「デリヘルをやってみた」



 デリヘル。

 

 その一単語を聞くと、明らかにいかがわしい香りが漂ってくる。そっち系の話を期待している人には大変申し訳ないが、おそらく至って(?)健全な話である。


 二丁目にHIVの予防を目的としたとある施設があるのはご存知だろうか。

 そこの施設では、ほぼ毎週、二丁目のゲイバーやレズビアンバーにコンドームを配布するというボランティア活動を行っている。

 美人上司が「やりにいこう!」と声をかけてくれたので、施設に赴き、「デリバリーボーイズやります!!」というように担当の方に声をかけた。

 そして返ってきた言葉がこれだった。


「あ! デリヘルやるのねー!」


 そこからの今回のタイトルというわけだ。


 率直な感想を言うと、ぎょっとした。

 デリヘルなんて、うっふんな女の人が男の人とあっはんなことをする、みたいなイメージしかなかったからだ。
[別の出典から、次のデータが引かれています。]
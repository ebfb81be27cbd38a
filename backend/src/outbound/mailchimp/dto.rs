//! Request bodies sent to the Marketing API.
//!
//! Responses are not decoded: success is judged by status alone and error
//! bodies are passed to the domain as text.

use serde::Serialize;

use crate::domain::ports::{MemberTag, MemberUpsert, NEW_MEMBER_STATUS};

const ACTIVE_TAG_STATUS: &str = "active";

#[derive(Debug, Serialize)]
pub(super) struct UpsertMemberDto<'a> {
    pub(super) email_address: &'a str,
    pub(super) status_if_new: &'static str,
    pub(super) merge_fields: MergeFieldsDto<'a>,
}

#[derive(Debug, Serialize)]
#[serde(rename_all = "UPPERCASE")]
pub(super) struct MergeFieldsDto<'a> {
    pub(super) role: &'static str,
    pub(super) source: &'a str,
}

impl<'a> From<&'a MemberUpsert> for UpsertMemberDto<'a> {
    fn from(upsert: &'a MemberUpsert) -> Self {
        Self {
            email_address: &upsert.email_address,
            status_if_new: NEW_MEMBER_STATUS,
            merge_fields: MergeFieldsDto {
                role: upsert.role.as_str(),
                source: &upsert.source,
            },
        }
    }
}

#[derive(Debug, Serialize)]
pub(super) struct MemberTagsDto<'a> {
    pub(super) tags: [TagDto<'a>; 1],
}

#[derive(Debug, Serialize)]
pub(super) struct TagDto<'a> {
    pub(super) name: &'a str,
    pub(super) status: &'static str,
}

impl<'a> From<&'a MemberTag> for MemberTagsDto<'a> {
    fn from(tag: &'a MemberTag) -> Self {
        Self {
            tags: [TagDto {
                name: &tag.name,
                status: ACTIVE_TAG_STATUS,
            }],
        }
    }
}

#[cfg(test)]
mod tests {
    use super::*;
    use crate::domain::Role;
    use serde_json::json;

    #[test]
    fn upsert_body_uses_uppercase_merge_fields() {
        let upsert = MemberUpsert {
            email_address: "Ada@Example.com".to_owned(),
            role: Role::Teacher,
            source: "landing-v1".to_owned(),
        };
        let body = serde_json::to_value(UpsertMemberDto::from(&upsert)).expect("serialise");
        assert_eq!(
            body,
            json!({
                "email_address": "Ada@Example.com",
                "status_if_new": "pending",
                "merge_fields": { "ROLE": "teacher", "SOURCE": "landing-v1" }
            })
        );
    }

    #[test]
    fn tag_body_marks_a_single_tag_active() {
        let tag = MemberTag::for_role(Role::Student);
        let body = serde_json::to_value(MemberTagsDto::from(&tag)).expect("serialise");
        assert_eq!(
            body,
            json!({ "tags": [{ "name": "waitlist-student", "status": "active" }] })
        );
    }
}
 でも、説明を聞いてここでのデリヘルは意味が違うことを知った。Delivery Health、つまりは性健康を運ぶために行うものだ。コンドームを運び、使ってもらうことでHIVの予防につなげる。そうした健康をもたらすことが、この活動の本質なのだ。

 本来の言葉の意味にこちらの使い方の方が断然近いといえると思った。



***



 そんなわけで、当日デリバリーガールズとして参加をした。

 ガールズが参加することは少なくないらしいが、その日は上司と私の二人だけ。圧倒的に男性が多かった。

 ちょっとどきどきしながらも、ぶかぶかなユニフォームに袖を通すと、いつもとは違う日常に入った感がまして高揚感が高まった。このツナギを着てみたいという理由で参加する人も多いと聞いた。確かに、オシャレである。

 この業界、やけにダサい人が少なく、ハイセンスな人が多い。それもきっと、影響していると思う。


「じゃあ班にわかれまーす」


 二十人弱の私たちは、四つのグループに分かれた。そこから、分担して配っていく。

 私は男性三人と一緒のグループで、台湾から来た二人と一緒。

 参加者は国籍もさまざまで、ほかにもいかにも外国!って顔の方もいた。どこの国から来たのか聞く機会はなかったが。


「オレ、トランプ。よろしくね」


 一番慣れていそうな、グループのリーダーの人が話かけてくれた。

 参加している人は、ほぼ全員がハンドルネームを使っている。みんな、それぞれに事情があるのだ。

 二丁目での暗黙のルール。セクシュアリティをむやみやたらに聞かない(でも、大体の想像はつく)こと。そして、彼らのリアルに深く踏み込みすぎないこと。

 土足で踏み込んだら一発でシャットアウトだと思う。


 トランプさん(仮)はとても優しくて、私は久しぶりに「この人、とっても波長が合う」と感じた。彼がどう思っているのかはわからないけれど、お兄さんみたいで面倒見もよく、とってもいい人だった。

 そこでふと思ったのは、ノンケ(ストレート)の女性がゲイの男性に恋をしたらどうするのだろう?ということ。私にはパートナーもいるし、セクシュアリティを理解しているから恋に落ちることはないけれど、彼みたいに優しい人ならば、今まで惹かれる人も少なからずいたはず。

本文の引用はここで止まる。